UNASSIGNED: Our findings indicate that a high-risk AI score is a diagnostic biomarker for LVI in patients with clinical T1 stage NSCLC; accordingly, it can serve as a prognostic biomarker for these patients.
摘要:
■淋巴管浸润(LVI)是一种侵袭性生物学行为,会影响早期肺癌患者的治疗和预后。本研究旨在通过人工智能(AI)技术,使用深度学习驱动的3D分割来识别LVI诊断和预后生物标志物。
■在2016年1月至2021年10月之间,我们招募了临床T1期非小细胞肺癌(NSCLC)患者。我们使用了市售的人工智能软件(怀斯博士系统,深度智慧公司,中国)自动提取肺结节的定量AI特征。降维是通过最小绝对收缩和选择算子回归实现的;随后,计算AI评分。然后,我们进一步对AI评分和患者基线参数进行了单变量和多变量分析.
■在175名登记患者中,22在病理学检查时LVI检测为阳性。根据多元逻辑回归结果,我们加入了AI评分,癌胚抗原,刺突,和胸膜凹陷进入列线图以预测LVI。列线图显示出良好的辨别力(C指数=0.915[95%置信区间:0.89-0.94]);此外,列线图的校准显示出良好的预测能力(Brier评分=0.072)。Kaplan-Meier分析显示,低风险AI评分和无LVI的患者的无复发生存率和总生存率明显高于高风险AI评分(分别为p=0.008和p=0.002)和有LVI的患者(分别为p=0.013和p=0.008)。
■我们的研究结果表明,在临床T1期NSCLC患者中,高风险AI评分是LVI的诊断生物标志物;因此,它可以作为这些患者的预后生物标志物。

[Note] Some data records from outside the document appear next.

//! Module for anything related to rendering.
//!
//! This module contains the vertex data, matrices, embedded shaders and generated textures
//! the lessons draw with.

pub mod geometry;
pub mod shaders;
pub mod textures;
pub mod transform;
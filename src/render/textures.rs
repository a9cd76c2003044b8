//! Images for the textured lessons, generated in memory.
//!
//! Both images are laid out top row first, like a decoded image file.

use image::{DynamicImage, Rgba, RgbaImage};

const PLANK_LIGHT: [u8; 3] = [168, 117, 64];
const PLANK_DARK: [u8; 3] = [140, 94, 48];
const FRAME: [u8; 3] = [86, 64, 44];
const FACE: [u8; 3] = [255, 214, 40];
const FEATURE: [u8; 3] = [60, 40, 20];

/// A wooden crate: horizontal planks inside a dark frame, fully opaque.
pub fn container(size: u32) -> DynamicImage {
    let size = size.max(8);
    let frame = size / 8;
    let plank = (size / 5).max(1);
    let image = RgbaImage::from_fn(size, size, |x, y| {
        let edge = x.min(y).min(size - 1 - x).min(size - 1 - y);
        let [r, g, b] = if edge < frame {
            FRAME
        } else if (y / plank) % 2 == 0 {
            PLANK_LIGHT
        } else {
            PLANK_DARK
        };
        // Faint grain so the texture does not look flat when filtered.
        let grain = ((x.wrapping_mul(7) ^ y.wrapping_mul(3)) % 9) as u8;
        Rgba([
            r.saturating_sub(grain),
            g.saturating_sub(grain),
            b.saturating_sub(grain),
            255,
        ])
    });
    DynamicImage::ImageRgba8(image)
}

/// A smiling face on a transparent background.
pub fn awesome_face(size: u32) -> DynamicImage {
    let size = size.max(16);
    let center = size as f32 / 2.0;
    let radius = center * 0.9;
    let eye_radius = radius * 0.12;
    let eye_offset = (radius * 0.35, -radius * 0.3);
    let image = RgbaImage::from_fn(size, size, |x, y| {
        let (px, py) = (x as f32 + 0.5, y as f32 + 0.5);
        let (dx, dy) = (px - center, py - center);
        let distance = (dx * dx + dy * dy).sqrt();
        if distance > radius {
            return Rgba([0, 0, 0, 0]);
        }

        // Both eyes at once, mirrored across the vertical axis.
        let (ex, ey) = (dx.abs() - eye_offset.0, dy - eye_offset.1);
        let in_eye = (ex * ex + ey * ey).sqrt() < eye_radius;
        // The smile is a band of the lower half of a circle around the centre.
        let in_smile = dy > radius * 0.15
            && distance > radius * 0.5
            && distance < radius * 0.62
            && dx.abs() < radius * 0.5;
        let outline = distance > radius * 0.94;

        let [r, g, b] = if in_eye || in_smile || outline {
            FEATURE
        } else {
            FACE
        };
        Rgba([r, g, b, 255])
    });
    DynamicImage::ImageRgba8(image)
}
//! A single orange triangle drawn straight from a vertex buffer.

use std::sync::Arc;

use crate::{
    abs::{Mesh, ShaderProgram},
    other::RenderContext,
    render::{geometry::TRIANGLE, shaders},
};

pub struct HelloTriangle {
    mesh: Mesh,
    shader: ShaderProgram,
}

impl HelloTriangle {
    pub fn new(gl: &Arc<glow::Context>) -> Result<Self, String> {
        Ok(Self {
            mesh: Mesh::new_arrays(gl, &TRIANGLE, glow::TRIANGLES)?,
            shader: shaders::program(gl, "triangle")?,
        })
    }
}

impl super::Lesson for HelloTriangle {
    fn render(&mut self, gl: &glow::Context, ctx: &RenderContext) {
        super::begin_frame(gl, ctx, false);
        self.shader.use_program();
        self.mesh.draw();
    }
}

■在2016年1月至2021年10月之间,我们招募了临床T1期非小细胞肺癌(NSCLC)患者。我们使用了市售的人工智能软件(怀斯博士系统,深度智慧公司,中国)自动提取肺结节的定量AI特征。降维是通过最小绝对收缩和选择算子回归实现的;随后,计算AI评分。然后,我们进一步对AI评分和患者基线参数进行了单变量和多变量分析.
■在175名登记患者中,22在病理学检查时LVI检测为阳性。根据多元逻辑回归结果,我们加入了AI评分,癌胚抗原,刺突,和胸膜凹陷进入列线图以预测LVI。列线图显示出良好的辨别力(C指数=0.915[95%置信区间:0.89-0.94]);此外,列线图的校准显示出良好的预测能力(Brier评分=0.072)。Kaplan-Meier分析显示,低风险AI评分和无LVI的患者的无复发生存率和总生存率明显高于高风险AI评分(分别为p=0.008和p=0.002)和有LVI的患者(分别为p=0.013和p=0.008)。
■我们的研究结果表明,在临床T1期NSCLC患者中,高风险AI评分是LVI的诊断生物标志物;因此,它可以作为这些患者的预后生物标志物。